Symptoms of Dry Eye:
- A stinging, burning, or gritty feeling in the eye
- Excess watering of the eyes followed by periods of dryness
- Stringy discharge from the eye
- Blurred vision
- Redness of the eye
- Sensitivity to light
- Decreased tolerance of activities requiring prolonged periods of visual attention such as reading or * working on the computer
Treatment of Dry Eye:
- Use plenty of artificial tears. Over-the-counter (no prescription necessary) artificial tears can be used frequently throughout the day. There are many brands on the market so try several to see which one provides the most relief. Make sure that the eyedrops do not contain any allergy treating “get the red out” ingredients
- Avoid dry conditions, breaking frequently when performing activities that require prolonged periods of visual attention.

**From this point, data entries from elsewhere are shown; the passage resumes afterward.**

//! The model's own subscriptions
//!
//! Every entity subscribes to the events that can change its dependencies,
//! its call mirrors or its issues. All reactions run at
//! [`INTERNAL_PRIORITY`] and are owned by the entity itself, so destroying it
//! removes them.

use std::collections::HashSet;

use tracing::warn;

use super::{EntityId, EntityKind, Model, ParameterKind};
use crate::error::ModelResult;
use crate::events::{Event, EventKind, EventRecord, INTERNAL_PRIORITY};
use crate::validation::namespace_key;

type Reaction = fn(&mut Model, EntityId, &EventRecord) -> ModelResult<()>;

/// Install the reactions matching `id`'s kind
///
/// Order matters: resolution and retargeting run before revalidation so the
/// validator sees the settled graph.
pub(crate) fn install(model: &mut Model, id: EntityId) -> ModelResult<()> {
    let kind = id.kind();

    if kind.is_expression() {
        subscribe(model, id, EventKind::TreeChanged, resolve)?;
    }
    if kind == EntityKind::Call {
        subscribe(model, id, EventKind::TreeChanged, retarget)?;
    }
    if kind == EntityKind::SCATTER_ITERATOR {
        subscribe(model, id, EventKind::TreeChanged, refresh_iterator)?;
        subscribe(model, id, EventKind::ConnectionsChanged, refresh_iterator)?;
        subscribe(model, id, EventKind::DependenciesChanged, refresh_iterator)?;
    }
    if let EntityKind::Parameter(parameter) = kind {
        subscribe(model, id, EventKind::TypeChanged, propagate_type)?;
        if matches!(parameter, ParameterKind::Input | ParameterKind::Output) {
            for event in [
                EventKind::NameChanged,
                EventKind::TypeChanged,
                EventKind::ValueChanged,
            ] {
                subscribe(model, id, event, sync_callers)?;
            }
        }
    }
    if kind == EntityKind::Expression {
        subscribe(model, id, EventKind::ValueChanged, revalidate_conditional)?;
    }
    if kind.is_executable() {
        subscribe(model, id, EventKind::ChildAdded, signature_changed)?;
        subscribe(model, id, EventKind::ChildRemoved, signature_changed)?;
    }
    if matches!(
        kind,
        EntityKind::Document
            | EntityKind::Task
            | EntityKind::Workflow
            | EntityKind::Call
            | EntityKind::Struct
    ) {
        subscribe(model, id, EventKind::ChildAdded, revalidate_namesakes)?;
        subscribe(model, id, EventKind::ChildRemoved, revalidate_namesakes)?;
    }

    // A new name can satisfy identifiers, call targets and struct types
    // anywhere in the entity's reach.
    if kind.requires_name() || kind == EntityKind::Import {
        subscribe(model, id, EventKind::NameChanged, reshape)?;
    }
    if matches!(kind, EntityKind::Call | EntityKind::Import) {
        subscribe(model, id, EventKind::AliasChanged, reshape)?;
    }

    // No rule on a scatter looks at the shape of the tree.
    if kind != EntityKind::Scatter {
        subscribe(model, id, EventKind::TreeChanged, revalidate_reshaped)?;
    }
    for event in revalidation_events(kind) {
        subscribe(model, id, event, revalidate)?;
    }
    Ok(())
}

/// Events other than a reshape after which `kind`'s own issues may differ
fn revalidation_events(kind: EntityKind) -> Vec<EventKind> {
    let mut events = Vec::new();
    if kind.is_expression() {
        events.extend([
            EventKind::ValueChanged,
            EventKind::DependenciesChanged,
            EventKind::TypeChanged,
        ]);
    }
    match kind {
        EntityKind::Command => events.push(EventKind::CommandChanged),
        EntityKind::Call => events.push(EventKind::CallTargetChanged),
        EntityKind::Import => events.push(EventKind::ImportLoaded),
        EntityKind::Conditional => {
            events.extend([EventKind::ChildAdded, EventKind::ChildRemoved])
        }
        _ => {}
    }
    events
}

fn subscribe(
    model: &mut Model,
    id: EntityId,
    event: EventKind,
    reaction: Reaction,
) -> ModelResult<()> {
    model.on_with(id, event, Some(id), INTERNAL_PRIORITY, move |model, record| {
        if !model.contains(id) {
            return;
        }
        if let Err(err) = reaction(model, id, record) {
            warn!(entity = %id, event = %record.kind(), error = %err, "reaction failed");
        }
    })?;
    Ok(())
}

/* ===================== Reactions ===================== */

fn resolve(model: &mut Model, id: EntityId, _: &EventRecord) -> ModelResult<()> {
    model.resolve(id)
}

fn retarget(model: &mut Model, id: EntityId, _: &EventRecord) -> ModelResult<()> {
    model.resolve_call_target(id)
}

fn refresh_iterator(model: &mut Model, id: EntityId, _: &EventRecord) -> ModelResult<()> {
    model.refresh_iterator_type(id)
}

/// Iterators on either side re-derive their type; dependents re-check theirs
fn propagate_type(model: &mut Model, id: EntityId, _: &EventRecord) -> ModelResult<()> {
    let expression = model.expression_data(id)?;
    let inbound = expression.inbound.clone();
    let outbound = expression.outbound.clone();

    for peer in inbound.iter().chain(&outbound) {
        if peer.kind() == EntityKind::SCATTER_ITERATOR {
            model.refresh_iterator_type(*peer)?;
        }
    }
    for dependent in outbound {
        model.revalidate(dependent);
    }
    Ok(())
}

/// Executable parameters drive the mirrors at every call site
fn sync_callers(model: &mut Model, id: EntityId, _: &EventRecord) -> ModelResult<()> {
    match model.parent(id) {
        Some(executable) if executable.kind().is_executable() => {
            model.sync_call_sites(executable)
        }
        _ => Ok(()),
    }
}

fn signature_changed(model: &mut Model, id: EntityId, record: &EventRecord) -> ModelResult<()> {
    let child = match record.event {
        Event::ChildAdded { child } | Event::ChildRemoved { child } => child,
        _ => return Ok(()),
    };
    let parameter = matches!(child.kind(), EntityKind::INPUT | EntityKind::OUTPUT);
    if record.origin == id && parameter {
        model.sync_call_sites(id)?;
    }
    Ok(())
}

fn revalidate_conditional(model: &mut Model, id: EntityId, _: &EventRecord) -> ModelResult<()> {
    if let Some(conditional) = model
        .parent(id)
        .filter(|parent| parent.kind() == EntityKind::Conditional)
    {
        model.revalidate(conditional);
    }
    Ok(())
}

/// Peers sharing a name with the added or removed subtree
fn revalidate_namesakes(model: &mut Model, id: EntityId, record: &EventRecord) -> ModelResult<()> {
    let child = match record.event {
        Event::ChildAdded { child } | Event::ChildRemoved { child } => child,
        _ => return Ok(()),
    };
    let names = declared_names(model, child);
    model.revalidate_namesakes(id, &names);
    Ok(())
}

fn reshape(model: &mut Model, id: EntityId, record: &EventRecord) -> ModelResult<()> {
    let scope = model.reshape_scope(id);
    model.spread_from(scope, Event::TreeChanged { source: id });

    let mut names = declared_names(model, id);
    if let Event::NameChanged { old, new } | Event::AliasChanged { old, new } = &record.event {
        for name in [old, new].into_iter().flatten() {
            names.insert(name.clone());
        }
    }
    if let Some(target) = model.name(id).filter(|_| id.kind() == EntityKind::Call) {
        names.extend(target.rsplit('.').next().map(str::to_string));
    }
    if let Some(key) = namespace_key(model, id) {
        model.revalidate_namesakes(key.scope, &names);
    }
    Ok(())
}

/// Namespace names carried by `id` and everything below it
///
/// Works on detached subtrees, which have no namespace key of their own.
fn declared_names(model: &Model, id: EntityId) -> HashSet<String> {
    let mut names = HashSet::new();
    for member in std::iter::once(id).chain(model.descendants(id)) {
        let name = match member.kind() {
            EntityKind::Call => Some(model.call_reference_name(member)),
            EntityKind::Import => model.import_namespace(member),
            _ => model.name(member).map(str::to_string),
        };
        names.extend(name.filter(|name| !name.is_empty()));
    }
    names
}

/// Revalidate after a reshape that can reach `id`'s issues: document-wide
/// names, the moved subtree itself, or anything `id` reads from it
fn revalidate_reshaped(model: &mut Model, id: EntityId, record: &EventRecord) -> ModelResult<()> {
    let Event::TreeChanged { source } = record.event else {
        return Ok(());
    };
    let affected = source.kind().is_document_wide()
        || model.is_within(source, id)
        || model
            .expression_data(id)
            .is_ok_and(|data| data.inbound.iter().any(|dep| model.is_within(source, *dep)));
    if affected {
        model.revalidate(id);
    }
    Ok(())
}

fn revalidate(model: &mut Model, id: EntityId, _: &EventRecord) -> ModelResult<()> {
    model.revalidate(id);
    Ok(())
}
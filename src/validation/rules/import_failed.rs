//! Rule: Import Failed
//!
//! Reports an error on an import whose document could not be fetched or
//! parsed.

use crate::model::{EntityId, EntityKind, Model};

use super::super::{Issue, ValidationRule};

pub struct ImportFailedRule;

impl ValidationRule for ImportFailedRule {
    fn id(&self) -> &'static str {
        "import-failed"
    }

    fn description(&self) -> &'static str {
        "Imported documents must load"
    }

    fn applies_to(&self, kind: EntityKind) -> bool {
        kind == EntityKind::Import
    }

    fn validate(&self, model: &Model, entity: EntityId) -> Vec<Issue> {
        let Ok(import) = model.import(entity) else {
            return Vec::new();
        };
        match import.failure() {
            Some(failure) => vec![Issue::error(
                entity,
                format!("cannot import '{}': {failure}", import.uri()),
                self.id(),
            )],
            None => Vec::new(),
        }
    }
}
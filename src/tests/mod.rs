//! End-to-end tests across the model, resolver and validator
//!
//! Organized by what they exercise: fixed editing scenarios, and properties
//! checked over every entity of a fixture document.

mod helpers;
mod property_tests;
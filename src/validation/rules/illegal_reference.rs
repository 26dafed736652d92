//! Rule: Illegal Reference
//!
//! Reports an error when an identifier only matches entities it may not be
//! bound to, such as a call's own output used in one of its inputs.

use crate::expression::DependencyProblem;
use crate::model::{EntityId, EntityKind, Model};

use super::super::{Issue, ValidationRule};

pub struct IllegalReferenceRule;

impl ValidationRule for IllegalReferenceRule {
    fn id(&self) -> &'static str {
        "illegal-reference"
    }

    fn description(&self) -> &'static str {
        "References must respect binding scope rules"
    }

    fn applies_to(&self, kind: EntityKind) -> bool {
        kind.is_expression()
    }

    fn validate(&self, model: &Model, entity: EntityId) -> Vec<Issue> {
        let Ok(dependencies) = model.dependencies(entity) else {
            return Vec::new();
        };
        dependencies
            .iter()
            .filter_map(|dependency| match &dependency.problem {
                Some(DependencyProblem::Illegal(err)) => Some(Issue::error(
                    entity,
                    format!("'{}' cannot be referenced here: {err}", dependency.identifier),
                    self.id(),
                )),
                _ => None,
            })
            .collect()
    }
}
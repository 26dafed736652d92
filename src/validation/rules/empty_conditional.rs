//! Rule: Empty Conditional
//!
//! Reports an error when a conditional has no condition expression, or the
//! expression has no value.

use crate::model::{EntityId, EntityKind, Model};

use super::super::{Issue, ValidationRule};

pub struct EmptyConditionalRule;

impl ValidationRule for EmptyConditionalRule {
    fn id(&self) -> &'static str {
        "empty-conditional"
    }

    fn description(&self) -> &'static str {
        "Conditionals need a condition"
    }

    fn applies_to(&self, kind: EntityKind) -> bool {
        kind == EntityKind::Conditional
    }

    fn validate(&self, model: &Model, entity: EntityId) -> Vec<Issue> {
        let has_condition = model
            .condition(entity)
            .is_some_and(|condition| model.has_value(condition));
        if has_condition {
            return Vec::new();
        }
        vec![Issue::error(entity, "conditional has no condition", self.id())]
    }
}
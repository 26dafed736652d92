//! Structural errors
//!
//! These are failures of the call that caused them: unknown or destroyed
//! entities, missing construction options, malformed types, illegal binds and
//! load failures. Semantic problems of a document are never errors; they are
//! collected as [`Issue`](crate::validation::Issue)s instead.

use thiserror::Error;

use crate::expression::BindingError;
use crate::model::{EntityId, EntityKind};
use crate::types::TypeParseError;
use crate::validation::Issue;

#[derive(Debug, Error)]
pub enum ModelError {
    #[error("unknown entity {0}")]
    UnknownEntity(EntityId),

    #[error("entity {0} has been destroyed")]
    Destroyed(EntityId),

    #[error("{kind} requires option '{option}'")]
    MissingOption {
        kind: EntityKind,
        option: &'static str,
    },

    #[error("entity {id} is not a {expected}")]
    WrongKind { id: EntityId, expected: &'static str },

    #[error("{child} cannot be placed under {parent}")]
    InvalidParent { child: EntityKind, parent: EntityKind },

    #[error("reparenting {0} would create a cycle")]
    Cycle(EntityId),

    #[error(transparent)]
    InvalidType(#[from] TypeParseError),

    #[error(transparent)]
    Binding(#[from] BindingError),

    #[error("validation failed with {} error(s)", count_errors(.0))]
    Invalid(Vec<Issue>),

    #[error("failed to load '{uri}': {cause}")]
    Load { uri: String, cause: String },

    #[error("import recursion depth exceeded at '{uri}' (limit {depth})")]
    RecursionDepthExceeded { uri: String, depth: usize },

    #[error("invalid construction payload: {0}")]
    Payload(#[from] serde_json::Error),
}

fn count_errors(issues: &[Issue]) -> usize {
    issues.iter().filter(|issue| issue.is_error()).count()
}

pub type ModelResult<T> = Result<T, ModelError>;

- Use a thicker eye lubricating gel or ointment at bedtime.
Subconjuntival Hemorrhage (SCH)
Subconjunctival hemorrhage is an accumulation of blood under the membrane that covers the external part of the eye — the conjunctiva. SCH frequently causes alarm for patients as it appears to the patient as if “the eye is bleeding.” SCH is common, occurs more frequently in patients taking aspirin, baby aspirin, fish oil, or any other blood-thinning medications. It is also quite common in patients receiving regular injections of medication into the eye for macular degeneration, retinal vein occlusion, or diabetic retinopathy. SCH is a harmless condition, usually resolves within one to two weeks, and requires no treatment at all.